Nonkonformistisch und hochgradig kreativ gestaltet sich dabei die Inszenierung: Schon die rückwärts abgespielte Einführungssequenz wird durch die stilvoll eingebetteten Credits spannend und unterhaltsam präsentiert; später läuft Koen in seiner Wohnung stets an der Decke. Dazu kommen noch ein paar teils witzige Übertiebenheiten wie die Innenaufnahme einer übergroßen Vagina. Man kann sich an Ex Drummer definitiv nicht allzu bald satt sehen, so vollgepackt ist der Film mit Ideenreichtum. Auch der handwerkliche Aspekt vermag zu überzeugen; die Kameraarbeit ist qualitativ hochwertig und fängt zu jeder Zeit sowohl Stimmung als auch Tempo optimal ein. Das Ambiente verzichtet auf Sonnenscheinoptik und passt sich dem Thema mit nüchternen Dorfaufnahmen unter Regenwolken an. Dazu gibt es einen passenden und gelungenen Soundtrack.

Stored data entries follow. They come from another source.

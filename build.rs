fn main() {
    // trigger recompilation when a new migration is added
    println!("cargo:rerun-if-changed=migrations-sqlx");
}
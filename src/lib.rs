pub mod accounts;
pub mod ai;
pub mod analytics;
pub mod authentication;
pub mod budgets;
pub mod categories;
pub mod cli;
pub mod client_ip;
pub mod currency;
pub mod database;
pub mod dates;
pub mod debts;
pub mod email;
pub mod goals;
pub mod http_err;
pub mod investments;
pub mod invitations;
pub mod notifications;
pub mod passwords;
pub mod rate_limit;
pub mod reports;
pub mod repos;
pub mod server;
pub mod service_err;
pub mod transactions;
pub mod users;
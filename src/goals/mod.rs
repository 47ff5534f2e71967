pub mod http;
pub mod services;

use chrono::{DateTime, NaiveDate, Utc};
use serde::{Deserialize, Serialize};
use uuid::Uuid;
use validator::Validate;

use crate::{currency::MAX_AMOUNT, dates};

#[derive(Clone, Debug, PartialEq, Serialize, sqlx::FromRow)]
#[serde(rename_all = "camelCase")]
pub struct SavingGoal {
    pub id: Uuid,
    pub owner_id: Uuid,
    pub account_id: Option<Uuid>,
    pub name: String,
    pub target_amount: i64,
    pub saved_amount: i64,
    pub target_date: NaiveDate,
    #[serde(skip)]
    pub last_reminded_on: Option<NaiveDate>,
    pub created_at: DateTime<Utc>,
    pub updated_at: DateTime<Utc>,
}

impl SavingGoal {
    pub fn is_complete(&self) -> bool {
        self.saved_amount >= self.target_amount
    }
}

#[derive(Clone, Debug, Deserialize, Validate)]
#[serde(rename_all = "camelCase")]
pub struct NewGoalData {
    #[validate(length(min = 1, max = 64))]
    pub name: String,

    #[validate(range(min = 1, max = "MAX_AMOUNT"))]
    pub target_amount: i64,

    #[serde(default)]
    #[validate(range(min = 0, max = "MAX_AMOUNT"))]
    pub saved_amount: i64,

    pub target_date: NaiveDate,

    /// Account that contributions are drawn from, if any.
    pub account_id: Option<Uuid>,
}

#[derive(Clone, Debug, Deserialize, Validate)]
pub struct ContributionData {
    #[validate(range(min = 1, max = "MAX_AMOUNT"))]
    pub amount: i64,
}

#[derive(Clone, Debug, PartialEq, Serialize)]
#[serde(rename_all = "camelCase")]
pub struct GoalProgress {
    #[serde(flatten)]
    pub goal: SavingGoal,
    pub percent: f64,
    pub remaining: i64,
    /// Negative once the target date has passed.
    pub days_left: i64,
    /// What has to be saved each month from now on to hit the target on time.
    /// `None` once the goal is complete or overdue.
    pub required_monthly: Option<i64>,
}

impl GoalProgress {
    pub fn new(goal: SavingGoal, today: NaiveDate) -> Self {
        let remaining = (goal.target_amount - goal.saved_amount).max(0);
        let days_left = (goal.target_date - today).num_days();
        let percent = if goal.target_amount > 0 {
            ((goal.saved_amount as f64 / goal.target_amount as f64) * 10_000.0).round() / 100.0
        } else {
            0.0
        };

        let required_monthly = if remaining == 0 || days_left < 0 {
            None
        } else {
            let months = i64::from(dates::months_until(today, goal.target_date));
            // Round up so the last month isn't short.
            Some((remaining + months - 1) / months)
        };

        Self {
            goal,
            percent,
            remaining,
            days_left,
            required_monthly,
        }
    }
}

/// Days before the target date on which a reminder goes out.
pub const REMINDER_DAYS: [i64; 4] = [30, 7, 1, 0];

/// The number of days left if a reminder for the goal is due today.
pub fn reminder_due(goal: &SavingGoal, today: NaiveDate) -> Option<i64> {
    if goal.is_complete() || goal.last_reminded_on == Some(today) {
        return None;
    }

    let days_left = (goal.target_date - today).num_days();

    REMINDER_DAYS.contains(&days_left).then_some(days_left)
}

#[cfg(test)]
mod test {
    use super::*;

    fn date(y: i32, m: u32, d: u32) -> NaiveDate {
        NaiveDate::from_ymd_opt(y, m, d).unwrap()
    }

    fn goal(saved: i64, target_date: NaiveDate) -> SavingGoal {
        SavingGoal {
            id: Uuid::new_v4(),
            owner_id: Uuid::new_v4(),
            account_id: None,
            name: "Bike".to_owned(),
            target_amount: 120_000,
            saved_amount: saved,
            target_date,
            last_reminded_on: None,
            created_at: Utc::now(),
            updated_at: Utc::now(),
        }
    }

    #[test]
    fn progress_splits_remaining_over_months() {
        let progress = GoalProgress::new(goal(20_000, date(2024, 5, 1)), date(2024, 1, 1));

        assert_eq!(100_000, progress.remaining);
        assert_eq!(16.67, progress.percent);
        assert_eq!(121, progress.days_left);
        assert_eq!(Some(25_000), progress.required_monthly);
    }

    #[test]
    fn required_monthly_rounds_up() {
        let progress = GoalProgress::new(goal(0, date(2024, 4, 1)), date(2024, 1, 1));

        assert_eq!(Some(40_000), progress.required_monthly);

        let progress = GoalProgress::new(goal(20_001, date(2024, 5, 1)), date(2024, 1, 1));
        assert_eq!(Some(25_000), progress.required_monthly);
    }

    #[test]
    fn complete_and_overdue_goals_need_nothing_monthly() {
        let complete = GoalProgress::new(goal(120_000, date(2024, 5, 1)), date(2024, 1, 1));
        let overdue = GoalProgress::new(goal(0, date(2023, 12, 1)), date(2024, 1, 1));

        assert_eq!(None, complete.required_monthly);
        assert_eq!(0, complete.remaining);
        assert_eq!(None, overdue.required_monthly);
        assert_eq!(-31, overdue.days_left);
    }

    #[test]
    fn reminders_on_fixed_days_only() {
        let today = date(2024, 1, 1);

        assert_eq!(Some(7), reminder_due(&goal(0, date(2024, 1, 8)), today));
        assert_eq!(Some(0), reminder_due(&goal(0, today), today));
        assert_eq!(None, reminder_due(&goal(0, date(2024, 1, 9)), today));
    }

    #[test]
    fn no_reminder_twice_a_day_or_when_complete() {
        let today = date(2024, 1, 1);
        let mut reminded = goal(0, date(2024, 1, 2));
        reminded.last_reminded_on = Some(today);

        assert_eq!(None, reminder_due(&reminded, today));
        assert_eq!(None, reminder_due(&goal(120_000, date(2024, 1, 2)), today));
    }
}
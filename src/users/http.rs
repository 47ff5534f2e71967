use std::sync::Arc;

use axum::{
    extract::State,
    http::StatusCode,
    routing::{get, post, put},
    Json, Router,
};

use crate::{
    authentication::Session,
    client_ip::ClientIp,
    http_err::ApiResponse,
    rate_limit::{self, RateLimiter},
    server::AppState,
};

use super::{services::UserService, NewUserData, PasswordChangeData, User, UserUpdateData};

pub fn routes() -> Router<AppState> {
    Router::new()
        .route("/users", post(create_user))
        .route("/users/me", get(get_me).put(update_me))
        .route("/users/me/password", put(change_password))
}

async fn create_user(
    ClientIp(client_ip): ClientIp,
    State(rate_limiter): State<Arc<dyn RateLimiter>>,
    State(user_service): State<UserService>,
    Json(data): Json<NewUserData>,
) -> ApiResponse<(StatusCode, Json<User>)> {
    rate_limit::enforce(
        rate_limiter.as_ref(),
        &format!("/users_post_{}", client_ip),
        10,
    )?;

    let user = user_service.register(data).await?;

    Ok((StatusCode::CREATED, Json(user)))
}

async fn get_me(session: Session, State(user_service): State<UserService>) -> ApiResponse<Json<User>> {
    Ok(Json(user_service.get_user(session.user_id()).await?))
}

async fn update_me(
    session: Session,
    State(user_service): State<UserService>,
    Json(data): Json<UserUpdateData>,
) -> ApiResponse<Json<User>> {
    Ok(Json(
        user_service.update_user(session.user_id(), data).await?,
    ))
}

async fn change_password(
    session: Session,
    State(user_service): State<UserService>,
    Json(data): Json<PasswordChangeData>,
) -> ApiResponse<StatusCode> {
    user_service
        .change_password(session.user_id(), data)
        .await?;

    Ok(StatusCode::NO_CONTENT)
}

Ex Drummer ist harter Tobak: Als ob der schonungslose Einblick in die belgische Unterschicht nicht schon ausreichen würde, verliert sich Mortier nicht in Melancholie: Überall, wo es Sinn macht, wird Gewalt gezeigt (ergo ziemlich häufig), ohne aber zu überteiben und den realitätsnahen Stil zu brechen; dies würde auch nur von den wahren Werten des Films ablenken. Die verwendete Sprache ist dazu aggressiv und reich an Schimpfwörtern. Und als I-Tüpfelchen (obwohl in entspannter Atmosphäre) gibt es sogar eine leicht verfremdete Hardcore-Szene, wobei sich die Verfremdung auf einen schwachen Transparenzfilter beläuft. Erstaunlich ist dabei die FSK 16 Freigabe, aber für die KinoKontrovers-Reiche wird offenbar gerne mal ein Auge zugedrückt...

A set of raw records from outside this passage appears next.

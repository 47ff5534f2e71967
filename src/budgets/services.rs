use chrono::NaiveDate;
use uuid::Uuid;
use validator::Validate;

use crate::{
    repos::{budgets::BudgetWithCategory, DynBudgetRepo, DynCategoryRepo},
    service_err::{ServiceError, ServiceResult},
    transactions::TransactionKind,
};

use super::{window_containing, BudgetProgress, NewBudgetData};

#[derive(Clone)]
pub struct BudgetService {
    budget_repo: DynBudgetRepo,
    category_repo: DynCategoryRepo,
}

impl BudgetService {
    pub fn new(budget_repo: DynBudgetRepo, category_repo: DynCategoryRepo) -> Self {
        Self {
            budget_repo,
            category_repo,
        }
    }

    async fn progress(
        &self,
        owner_id: Uuid,
        budget: BudgetWithCategory,
        today: NaiveDate,
    ) -> ServiceResult<BudgetProgress> {
        let window = window_containing(budget.budget.period, budget.budget.start_date, today);
        let spent = self
            .budget_repo
            .spent(owner_id, budget.budget.category_id, window)
            .await?;

        Ok(BudgetProgress::new(
            budget.budget,
            budget.category_name,
            window,
            spent,
        ))
    }

    /// Budgets may only track the owner's own expense categories.
    async fn check_category(&self, owner_id: Uuid, data: &NewBudgetData) -> ServiceResult<()> {
        let category = self
            .category_repo
            .get_category(owner_id, data.category_id)
            .await?
            .ok_or(ServiceError::NotFound("Category"))?;

        if category.kind != TransactionKind::Expense {
            return Err(ServiceError::Invalid(
                "Budgets can only track expense categories.".to_owned(),
            ));
        }

        Ok(())
    }

    pub async fn list_budgets(
        &self,
        owner_id: Uuid,
        today: NaiveDate,
    ) -> ServiceResult<Vec<BudgetProgress>> {
        let budgets = self.budget_repo.list_budgets(owner_id).await?;

        let mut progress = Vec::with_capacity(budgets.len());
        for budget in budgets {
            progress.push(self.progress(owner_id, budget, today).await?);
        }

        Ok(progress)
    }

    pub async fn get_budget(
        &self,
        owner_id: Uuid,
        budget_id: Uuid,
        today: NaiveDate,
    ) -> ServiceResult<BudgetProgress> {
        let budget = self
            .budget_repo
            .get_budget(owner_id, budget_id)
            .await?
            .ok_or(ServiceError::NotFound("Budget"))?;

        self.progress(owner_id, budget, today).await
    }

    pub async fn create_budget(
        &self,
        owner_id: Uuid,
        data: NewBudgetData,
        today: NaiveDate,
    ) -> ServiceResult<BudgetProgress> {
        data.validate()?;
        self.check_category(owner_id, &data).await?;

        let budget = self.budget_repo.create_budget(owner_id, &data).await?;

        self.get_budget(owner_id, budget.id, today).await
    }

    pub async fn update_budget(
        &self,
        owner_id: Uuid,
        budget_id: Uuid,
        data: NewBudgetData,
        today: NaiveDate,
    ) -> ServiceResult<BudgetProgress> {
        data.validate()?;
        self.check_category(owner_id, &data).await?;

        self.budget_repo
            .update_budget(owner_id, budget_id, &data)
            .await?
            .ok_or(ServiceError::NotFound("Budget"))?;

        self.get_budget(owner_id, budget_id, today).await
    }

    pub async fn delete_budget(&self, owner_id: Uuid, budget_id: Uuid) -> ServiceResult<()> {
        if self.budget_repo.delete_budget(owner_id, budget_id).await? {
            Ok(())
        } else {
            Err(ServiceError::NotFound("Budget"))
        }
    }
}

#[cfg(test)]
pub(crate) mod test {
    use std::sync::{Arc, Mutex};

    use anyhow::Result;
    use async_trait::async_trait;
    use chrono::Utc;

    use crate::{
        budgets::{Budget, BudgetPeriod, BudgetWindow},
        categories::services::test::FakeCategoryRepo,
        repos::{BudgetRepo, CategoryRepo},
    };

    use super::*;

    /// Budgets in memory with a fixed amount spent in every window.
    #[derive(Default)]
    pub(crate) struct FakeBudgetRepo {
        categories: Arc<FakeCategoryRepo>,
        budgets: Mutex<Vec<Budget>>,
        spent: i64,
    }

    #[async_trait]
    impl BudgetRepo for FakeBudgetRepo {
        async fn list_budgets(&self, owner_id: Uuid) -> Result<Vec<BudgetWithCategory>> {
            let budgets = self.budgets.lock().unwrap().clone();
            let mut listed = Vec::new();
            for budget in budgets.into_iter().filter(|b| b.owner_id == owner_id) {
                if let Some(with_category) = self.get_budget(owner_id, budget.id).await? {
                    listed.push(with_category);
                }
            }

            Ok(listed)
        }

        async fn get_budget(
            &self,
            owner_id: Uuid,
            budget_id: Uuid,
        ) -> Result<Option<BudgetWithCategory>> {
            let budget = self
                .budgets
                .lock()
                .unwrap()
                .iter()
                .find(|b| b.owner_id == owner_id && b.id == budget_id)
                .cloned();

            Ok(match budget {
                Some(budget) => {
                    let category = self
                        .categories
                        .get_category(owner_id, budget.category_id)
                        .await?;

                    Some(BudgetWithCategory {
                        budget,
                        category_name: category.map(|c| c.name).unwrap_or_default(),
                    })
                }
                None => None,
            })
        }

        async fn create_budget(&self, owner_id: Uuid, data: &NewBudgetData) -> Result<Budget> {
            let budget = Budget {
                id: Uuid::new_v4(),
                owner_id,
                category_id: data.category_id,
                amount: data.amount,
                period: data.period,
                start_date: data.start_date,
                alert_threshold: data.alert_threshold,
                last_alerted_window: None,
                created_at: Utc::now(),
                updated_at: Utc::now(),
            };
            self.budgets.lock().unwrap().push(budget.clone());

            Ok(budget)
        }

        async fn update_budget(
            &self,
            owner_id: Uuid,
            budget_id: Uuid,
            data: &NewBudgetData,
        ) -> Result<Option<Budget>> {
            Ok(self
                .budgets
                .lock()
                .unwrap()
                .iter_mut()
                .find(|b| b.owner_id == owner_id && b.id == budget_id)
                .map(|b| {
                    b.amount = data.amount;
                    b.period = data.period;
                    b.start_date = data.start_date;
                    b.alert_threshold = data.alert_threshold;
                    b.last_alerted_window = None;
                    b.clone()
                }))
        }

        async fn delete_budget(&self, owner_id: Uuid, budget_id: Uuid) -> Result<bool> {
            let mut budgets = self.budgets.lock().unwrap();
            let before = budgets.len();
            budgets.retain(|b| !(b.owner_id == owner_id && b.id == budget_id));

            Ok(budgets.len() < before)
        }

        async fn spent(&self, _owner_id: Uuid, _category_id: Uuid, _window: BudgetWindow) -> Result<i64> {
            Ok(self.spent)
        }

        async fn mark_alerted(&self, _budget_id: Uuid, _window_start: NaiveDate) -> Result<()> {
            Ok(())
        }
    }

    fn date(y: i32, m: u32, d: u32) -> NaiveDate {
        NaiveDate::from_ymd_opt(y, m, d).unwrap()
    }

    fn service(spent: i64) -> (BudgetService, Arc<FakeCategoryRepo>) {
        let categories = Arc::new(FakeCategoryRepo::default());
        let budgets = Arc::new(FakeBudgetRepo {
            categories: categories.clone(),
            budgets: Mutex::new(Vec::new()),
            spent,
        });

        (BudgetService::new(budgets, categories.clone()), categories)
    }

    fn data(category_id: Uuid) -> NewBudgetData {
        NewBudgetData {
            category_id,
            amount: 40_000,
            period: BudgetPeriod::Monthly,
            start_date: date(2024, 1, 1),
            alert_threshold: 75,
        }
    }

    #[tokio::test]
    async fn created_budget_reports_progress_for_current_window() {
        let (service, categories) = service(30_000);
        let owner = Uuid::new_v4();
        let food = categories.add_category(owner, "Food", TransactionKind::Expense);

        let progress = service
            .create_budget(owner, data(food.id), date(2024, 3, 9))
            .await
            .unwrap();

        assert_eq!("Food", progress.category_name);
        assert_eq!(date(2024, 3, 1), progress.window.start);
        assert_eq!(10_000, progress.remaining);
        assert_eq!(75.0, progress.percent_used);
        assert!(progress.threshold_reached);
    }

    #[tokio::test]
    async fn income_categories_cannot_be_budgeted() {
        let (service, categories) = service(0);
        let owner = Uuid::new_v4();
        let salary = categories.add_category(owner, "Salary", TransactionKind::Income);

        let result = service
            .create_budget(owner, data(salary.id), date(2024, 3, 9))
            .await;

        assert!(matches!(result, Err(ServiceError::Invalid(_))));
    }

    #[tokio::test]
    async fn threshold_must_be_a_percentage() {
        let (service, categories) = service(0);
        let owner = Uuid::new_v4();
        let food = categories.add_category(owner, "Food", TransactionKind::Expense);
        let mut data = data(food.id);
        data.alert_threshold = 101;

        let result = service.create_budget(owner, data, date(2024, 3, 9)).await;

        assert!(matches!(result, Err(ServiceError::InvalidData(_))));
    }
}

Um noch ein Wort zu den Schauspielern zu verlieren: Zwar kannte ich vorher keinen der Belgier, die hier auftreten, aber da ich außer Van Damme nicht wirklich viele Belgier kenne, muss das nichts heißen. Durch die Bank weg sind alle Darsteller fantastisch und spulen das niedere Leben virtuos ab. Allesamt sind sehr glaubhaft, was einen Großteil der Atmosphäre ausmacht!
Insgesamt kann ich beinahe ausschließlich positive Worte über Ex Drummer verlieren: Tolle Inszenierung und Darsteller und ein fesselndes Thema, wenn auch die Geschichte kein Überhammer sein mag. Die Charakterstudien sind gelungen, denkwürdige Situationen gibts zuhauf. Nur verwundert in einem so gut konstruierten Film die eine oder andere unpassende Szene (Wozu die Hardcore-Einstellungen?). Ansonsten ein super Film!